|
Post by Shelby Chou on Jan 21, 2008 20:55:46 GMT
[[Alright I'm bored so I'm fast forwarding a week or two.]]
I apparate right in front of Ian's and Maddie's house. I sigh realising that I never had been here in my entire time of knowing the both of them. I bite my lip a bit, knowing that once I told Ian or if Maddie was still here, her as well how they would take the good or bad news. It was all how they looked at it.
I wanted to move forward, but my feet wouldn't budge an inch. Go on, Ian won't kill you. He said that he loves you. But if Maddie answers the door, she might kill me. When have you been afraid of anything but your father?
I sigh once more, forcing my feet to move up the walkway to the house. Once I got up to the door, I hesitantly raise my fist to knock on it, closing my eyes. Just do it, and get it over with Rubalyn. Finally, I knock on the door waiting to see who would answer it.
|
|
|
Post by Ian Hunt on Jan 21, 2008 21:09:16 GMT
I wince as someone knocks on the door. I can hear it from the kitchen although I'm sure the noise isn't loud. It's probably just because everywhere else is so quiet. I decide whoever can wait a moment, while I finish what I'm doing and don't hesitate knocking back a couple of pain killers. My head won't stop aching today, and the persistant annoyance of my bruised jaw, courtesy of Shelby's husband, isn't helping matters. I hate how quiet the house is. I really despise it. I miss the sounds of Maddie walking around, singing to Alex under her breath, thinking I can't hear. The silence means I'm even more aware of the sounds of my own footsteps as I walk back through the hall to the front door, pulling it open and then smiling slightly when I see who it is. "Er...hey."
|
|
|
Post by Shelby Chou on Jan 21, 2008 21:14:54 GMT
I sigh somewhat of relief that it was Maddie and return the smile back. "Hey... umm.
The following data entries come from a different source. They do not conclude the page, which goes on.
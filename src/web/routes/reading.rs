use axum::{
    Json, Router,
    extract::{Path, Query, State},
    http::StatusCode,
    response::IntoResponse,
    routing::{get, post},
};
use uuid::Uuid;

use crate::{
    content::{QuestionGroup, TestData, TestForm, ValidationReport, assemble},
    model::{
        CrudRepository, Page, PaginatableRepository, ResourceType, ResourceTyped,
        entity::{ReadingTest, ReadingTestRevision, document_from_rows},
    },
    web::{
        AppState, WebError, WebResult,
        dto::reading::{GroupEditRequest, PaginationQuery, SubmitTestRequest, ValidateQuery},
        error::ErrorResponse,
    },
};

pub fn routes<S>(state: AppState) -> Router<S> {
    Router::new()
        .route("/", post(reading_submit_handler).get(reading_list_handler))
        .route("/validate", post(reading_validate_handler))
        .route("/assemble", post(reading_assemble_handler))
        .route("/groups/edit", post(reading_group_edit_handler))
        .route("/exam/{exam_id}", get(reading_exam_document_handler))
        .route(
            "/{id}",
            get(reading_get_handler)
                .put(reading_update_handler)
                .delete(reading_delete_handler),
        )
        .with_state(state)
}

#[utoipa::path(
    post,
    path = "/api/v1/reading/validate",
    description = "Check a test document and list every defect found",
    params(ValidateQuery),
    request_body = TestData,
    responses(
        (status = 200, description = "Document checked", body = ValidationReport),
    ),
    tag = "reading"
)]
pub async fn reading_validate_handler(
    State(state): State<AppState>,
    Query(query): Query<ValidateQuery>,
    Json(data): Json<TestData>,
) -> WebResult<impl IntoResponse> {
    let report = query.apply(state.validator()).validate(&data);
    Ok((StatusCode::OK, Json(report)))
}

#[utoipa::path(
    post,
    path = "/api/v1/reading/assemble",
    description = "Build the test document from an authoring form snapshot",
    request_body = TestForm,
    responses(
        (status = 200, description = "Document assembled", body = TestData),
    ),
    tag = "reading"
)]
pub async fn reading_assemble_handler(Json(form): Json<TestForm>) -> WebResult<impl IntoResponse> {
    Ok((StatusCode::OK, Json(assemble(&form))))
}

#[utoipa::path(
    post,
    path = "/api/v1/reading/groups/edit",
    description = "Apply one authoring step to a question group and return the new group",
    request_body = GroupEditRequest,
    responses(
        (status = 200, description = "Group edited", body = QuestionGroup),
        (status = 400, description = "Edit does not fit the group", body = ErrorResponse),
    ),
    tag = "reading"
)]
pub async fn reading_group_edit_handler(
    Json(req): Json<GroupEditRequest>,
) -> WebResult<impl IntoResponse> {
    let group = req.edit.apply(&req.group)?;
    Ok((StatusCode::OK, Json(group)))
}

#[utoipa::path(
    post,
    path = "/api/v1/reading",
    description = "Assemble, validate and store a reading test. One row is stored per part",
    request_body = SubmitTestRequest,
    responses(
        (status = 201, description = "Test stored", body = Vec<ReadingTest>),
        (status = 422, description = "Test content is invalid", body = ErrorResponse),
        (status = 500, description = "Internal server error", body = ErrorResponse),
    ),
    tag = "reading"
)]
pub async fn reading_submit_handler(
    State(state): State<AppState>,
    Json(req): Json<SubmitTestRequest>,
) -> WebResult<impl IntoResponse> {
    let data = assemble(&req.form);
    let created = ReadingTest::submit(
        state.pool(),
        req.exam_id,
        &data,
        req.form.test_type,
        state.validator(),
    )
    .await
    .map_err(|e| WebError::resource_fetch_error(ReadingTest::get_resource_type(), e))?;

    Ok((StatusCode::CREATED, Json(created)))
}

#[utoipa::path(
    get,
    path = "/api/v1/reading",
    description = "List stored reading parts, newest first",
    params(PaginationQuery),
    responses(
        (status = 200, description = "Stored parts", body = Page<ReadingTest>),
        (status = 500, description = "Internal server error", body = ErrorResponse),
    ),
    tag = "reading"
)]
pub async fn reading_list_handler(
    State(state): State<AppState>,
    Query(page): Query<PaginationQuery>,
) -> WebResult<impl IntoResponse> {
    if page.limit <= 0 || page.offset < 0 {
        return Err(WebError::resource_bad_request(
            ReadingTest::get_resource_type(),
            "limit must be positive and offset non-negative",
        ));
    }

    let tests = ReadingTest::page(state.pool(), page.limit, page.offset)
        .await
        .map_err(|e| WebError::resource_fetch_error(ReadingTest::get_resource_type(), e))?;

    Ok((StatusCode::OK, Json(tests)))
}

#[utoipa::path(
    get,
    path = "/api/v1/reading/{id}",
    params(
        ("id" = Uuid, Path, description = "ID of the stored part")
    ),
    responses(
        (status = 200, description = "Part found", body = ReadingTest),
        (status = 404, description = "Part not found", body = ErrorResponse),
        (status = 500, description = "Internal server error", body = ErrorResponse),
    ),
    tag = "reading"
)]
pub async fn reading_get_handler(
    State(state): State<AppState>,
    Path(id): Path<Uuid>,
) -> WebResult<impl IntoResponse> {
    let found = ReadingTest::find_by_id(state.pool(), id)
        .await
        .map_err(|e| WebError::resource_fetch_error(ReadingTest::get_resource_type(), e))?
        .ok_or_else(|| WebError::resource_not_found(ReadingTest::get_resource_type()))?;

    Ok((StatusCode::OK, Json(found)))
}

#[utoipa::path(
    get,
    path = "/api/v1/reading/exam/{exam_id}",
    description = "Rebuild the test document of an exam from its stored parts",
    params(
        ("exam_id" = Uuid, Path, description = "Exam the parts belong to")
    ),
    responses(
        (status = 200, description = "Document rebuilt", body = TestData),
        (status = 404, description = "No parts stored for this exam", body = ErrorResponse),
        (status = 500, description = "Internal server error", body = ErrorResponse),
    ),
    tag = "reading"
)]
pub async fn reading_exam_document_handler(
    State(state): State<AppState>,
    Path(exam_id): Path<Uuid>,
) -> WebResult<impl IntoResponse> {
    let rows = ReadingTest::find_all_by_exam(state.pool(), exam_id)
        .await
        .map_err(|e| WebError::resource_fetch_error(ResourceType::TestDocument, e))?;

    if rows.is_empty() {
        return Err(WebError::resource_not_found(ResourceType::TestDocument));
    }

    Ok((StatusCode::OK, Json(document_from_rows(&rows))))
}

#[utoipa::path(
    put,
    path = "/api/v1/reading/{id}",
    description = "Replace the content of a stored part. The revised part is validated on its own",
    params(
        ("id" = Uuid, Path, description = "ID of the stored part")
    ),
    request_body = ReadingTestRevision,
    responses(
        (status = 200, description = "Part updated", body = ReadingTest),
        (status = 404, description = "Part not found", body = ErrorResponse),
        (status = 422, description = "Revised content is invalid", body = ErrorResponse),
        (status = 500, description = "Internal server error", body = ErrorResponse),
    ),
    tag = "reading"
)]
pub async fn reading_update_handler(
    State(state): State<AppState>,
    Path(id): Path<Uuid>,
    Json(revision): Json<ReadingTestRevision>,
) -> WebResult<impl IntoResponse> {
    let found = ReadingTest::find_by_id(state.pool(), id)
        .await
        .map_err(|e| WebError::resource_fetch_error(ReadingTest::get_resource_type(), e))?
        .ok_or_else(|| WebError::resource_not_found(ReadingTest::get_resource_type()))?;

    let updated = found
        .revise(state.pool(), revision, state.validator())
        .await
        .map_err(|e| WebError::resource_fetch_error(ReadingTest::get_resource_type(), e))?;

    Ok((StatusCode::OK, Json(updated)))
}

#[utoipa::path(
    delete,
    path = "/api/v1/reading/{id}",
    description = "Deletes specified part",
    params(
        ("id" = Uuid, Path, description = "ID of the stored part")
    ),
    responses(
        (status = 200, description = "Part deleted"),
        (status = 404, description = "Part not found", body = ErrorResponse),
        (status = 500, description = "Internal server error", body = ErrorResponse),
    ),
    tag = "reading"
)]
pub async fn reading_delete_handler(
    State(state): State<AppState>,
    Path(id): Path<Uuid>,
) -> WebResult<impl IntoResponse> {
    let found = ReadingTest::find_by_id(state.pool(), id)
        .await
        .map_err(|e| WebError::resource_fetch_error(ReadingTest::get_resource_type(), e))?
        .ok_or_else(|| WebError::resource_not_found(ReadingTest::get_resource_type()))?;

    found
        .delete(state.pool())
        .await
        .map_err(|e| WebError::resource_fetch_error(ReadingTest::get_resource_type(), e))?;

    Ok(StatusCode::OK)
}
Can I talk to you about something? It's important..." I ask looking up at him, my voice shaking a bit. I shake my head trying to gain back some morsal of confidence.
|
|
|
Post by Ian Hunt on Jan 21, 2008 21:24:45 GMT
"Yeah, sure..." I reply, frowning very slightly, "Do you want to come in...?"
|
|
|
Post by Shelby Chou on Jan 21, 2008 21:26:24 GMT
"Yes, I think that would be better." I say walking past him, avoiding his eyes. I walk into what seems to be a living room. I sit down on the couch, just looking at my hands, slightly shaking still.
|
|
|
Post by Ian Hunt on Jan 21, 2008 21:36:22 GMT
I close the door behind her, frown deepening when she's already walked past. I manage to smooth out my facial expression though as I follow her into the living room, sitting lightly on the chair opposite. "Are you okay?"
|
|
|
Post by Shelby Chou on Jan 21, 2008 21:39:47 GMT
I look up at him, slightly startled. "Yes and no... physically I'm fine. But..." I trail off, looking at my hands again. "I either have bad news or good news. I don't know how you will take it." I say with a frown, feeling a few silent tears, falling down my face. I had already told Jay about the situation and he wasn't thrilled at all. How could he? His wife was knocked up by someone else other than him.
|
|
|
Post by Ian Hunt on Jan 21, 2008 21:42:32 GMT
"It doesn't look to be good if you're crying Shell," I say tersely, unsure of what I'm really supposed to do to comfort her, "You can tell me."
|
|
|
Post by Shelby Chou on Jan 21, 2008 21:45:16 GMT
I sigh, wiping my tears off of my face. "Ian... I'm pregnant." I say looking over at him, staring blankly.
|
|
|
Post by Ian Hunt on Jan 21, 2008 21:49:07 GMT
"Ah..." I say slowly. I pause a moment, waiting for something to come to mind to say other than the obvious stream of swear words. "It's...uh...mine?"
|
|
|
Post by Shelby Chou on Jan 21, 2008 22:00:24 GMT
I nod my head. "Jay and I haven't for weeks. It has to be yours..." I say softly.
|
|
|
Post by Ian Hunt on Jan 21, 2008 22:04:29 GMT
"Oh," I say awkwardly, then feel like I should apologise for this, "I'm sorry."
|
|
|
Post by Shelby Chou on Jan 21, 2008 22:06:57 GMT
"You're sorry?" I repeat him. I stand up and walk over to where he was. "You're sorry! That's all you can say?" I almost yell. I just look at him, feeling hatred at the moment, and nothing else. You ruined your marriage for a 'I'm sorry'. That's wonderful Shelby. Just wonderful...
|
|
|
Post by Ian Hunt on Jan 21, 2008 22:29:39 GMT
"What else would you like me to say Shell?" I reply, keeping my calm mainly because one of us has to.
|
|
|
Post by Shelby Chou on Jan 21, 2008 22:32:36 GMT
"I... I don't know." I say wrapping my arms around myself. "I don't know okay. How else am I supposed to feel when Jay is thinking of leaving me? I'll be left with my kids along with this one. Alone... again." I mumble, feeling the tears fall even faster.
|
|
|
Post by Ian Hunt on Jan 21, 2008 22:34:28 GMT
I drop my gaze. I don't know how I'm supposed to react to this when the same thing has happened to me. Except I don't even have Alex anymore either. "You don't have to keep it," I suggest weakly, although I really really hate the idea.
|
|
|
Post by Shelby Chou on Jan 21, 2008 22:41:23 GMT
"Ian, I could never do that. Every child deserves to live, wanted or not." I say to him. I honestly didn't want this baby. That was a first. I was usually all in smiles, beaming and telling everyone the good news. This time obviously was different. I didn't want anyone to know that it was Ian's child too, not Jay's. Over time though, everyone would know anyway.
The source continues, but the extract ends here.